ペッと吐きかけたツバで作動する「バクテリア電池」爆誕! 安価でシンプル構造、使い捨ても可能で革命的すぎる!

ペッと吐きかけたツバで作動する「バクテリア電池」爆誕! 安価でシンプル構造、使い捨ても可能で革命的すぎる!の画像2画像は「BinghamtonUniversity」より

 教授によれば、バクテリア細胞にフリーズドライ処理を施すことで、長期保存も可能であるという。

「この電池は砂漠のような、厳しい環境条件の下でも使用できます。みなさんが必要とするのは、凍結乾燥した細胞を水に戻し、活性化させるための有機物だけです」(チェ・ソクヒョン教授)

 使い捨て可能なバイオ電池として、実用化の展望は明るいが、いまだに課題も残されている。試作品が手裏剣のような形に組まれているのは、電力の密度を向上させるための工夫である。

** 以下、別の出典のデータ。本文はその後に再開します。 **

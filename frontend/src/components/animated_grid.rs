use yew::prelude::*;

const GRID_SIZE: usize = 10;

/// Dot positions as percentages of the layer, row by row.
fn grid_dots(size: usize) -> impl Iterator<Item = (usize, f64, f64)> {
    (0..size).flat_map(move |row| {
        (0..size).map(move |column| {
            let step = 100.0 / size as f64;
            (row + column, column as f64 * step, row as f64 * step)
        })
    })
}

/// Faint pulsing dot grid, faded out toward the edges.
#[function_component(AnimatedGrid)]
pub fn animated_grid() -> Html {
    html! {
        <div class="animated-grid" aria-hidden="true">
            <style>
                {r#"
                    .animated-grid {
                        position: absolute;
                        inset: 0;
                        overflow: hidden;
                        pointer-events: none;
                        -webkit-mask-image: radial-gradient(ellipse 80% 60% at 50% 50%, black 0%, transparent 70%);
                        mask-image: radial-gradient(ellipse 80% 60% at 50% 50%, black 0%, transparent 70%);
                    }
                    .animated-grid svg {
                        position: absolute;
                        inset: 0;
                        width: 100%;
                        height: 100%;
                    }
                    .grid-dot {
                        animation: grid-pulse 4s ease-in-out infinite;
                    }
                    @keyframes grid-pulse {
                        0%, 100% { opacity: 0.15; }
                        50% { opacity: 0.4; }
                    }
                "#}
            </style>
            <svg>
                {
                    grid_dots(GRID_SIZE).map(|(wave, x, y)| html! {
                        <circle
                            class="grid-dot"
                            cx={format!("{}%", x)}
                            cy={format!("{}%", y)}
                            r="1.5"
                            fill="#00d4ff"
                            opacity="0.15"
                            style={format!("animation-delay: {:.1}s;", wave as f64 * 0.2)}
                        />
                    }).collect::<Html>()
                }
            </svg>
        </div>
    }
}

#[cfg(test)]
mod tests {
    use super::*;

    #[test]
    fn ten_by_ten_grid_spans_the_layer() {
        let dots: Vec<_> = grid_dots(GRID_SIZE).collect();
        assert_eq!(dots.len(), 100);
        assert_eq!(dots[0], (0, 0.0, 0.0));
        assert_eq!(dots[1], (1, 10.0, 0.0));
        assert_eq!(dots[10], (1, 0.0, 10.0));
        assert_eq!(dots[99], (18, 90.0, 90.0));
    }
}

 また、試作品には銅のテープや炭素繊維などの材料が含まれているため、ひとつあたり70セント(約80円)ほどの費用がかかる。バクテリアを含む核心部分はおよそ5セントの原価に過ぎないため、全てを紙でまかなうことができれば、著しく製造コストを引き下げることができる。

 問題の試作品は、ソクヒョン教授らが実に5年の年月を投じて完成にこぎ着けたものだが、彼のチームは2016年より、完全な紙製の電池の開発に取り掛かっているという。


■化石燃料との決別に向けて

 ここまで紹介したような電池の進化は、ソクヒョン教授の研究室にとどまらない。

 従来の3倍のエネルギーを充電できる電池や、人体へ埋め込み可能な柔軟さをもった電池など、既存の枠組みを飛び出すようなものが、時を同じくして実用化が目前となっている。これらの未知の性質を兼ね備えた電池は、単に便利なだけでなく、電力の浪費を控え、クリーンエネルギーを効率よく生活に取り入れることにも役立ってくれる。

 バッテリーの高容量化に後押しされ、電気自動車の急速な普及の兆しもみえてきた昨今。ごく一時的・簡易的な電力の発生源であった電池が、私たちの思いもよらない方向へと姿を変えることで、近い将来、化石燃料の棺桶に打ち込まれる最後の釘となるかもしれない。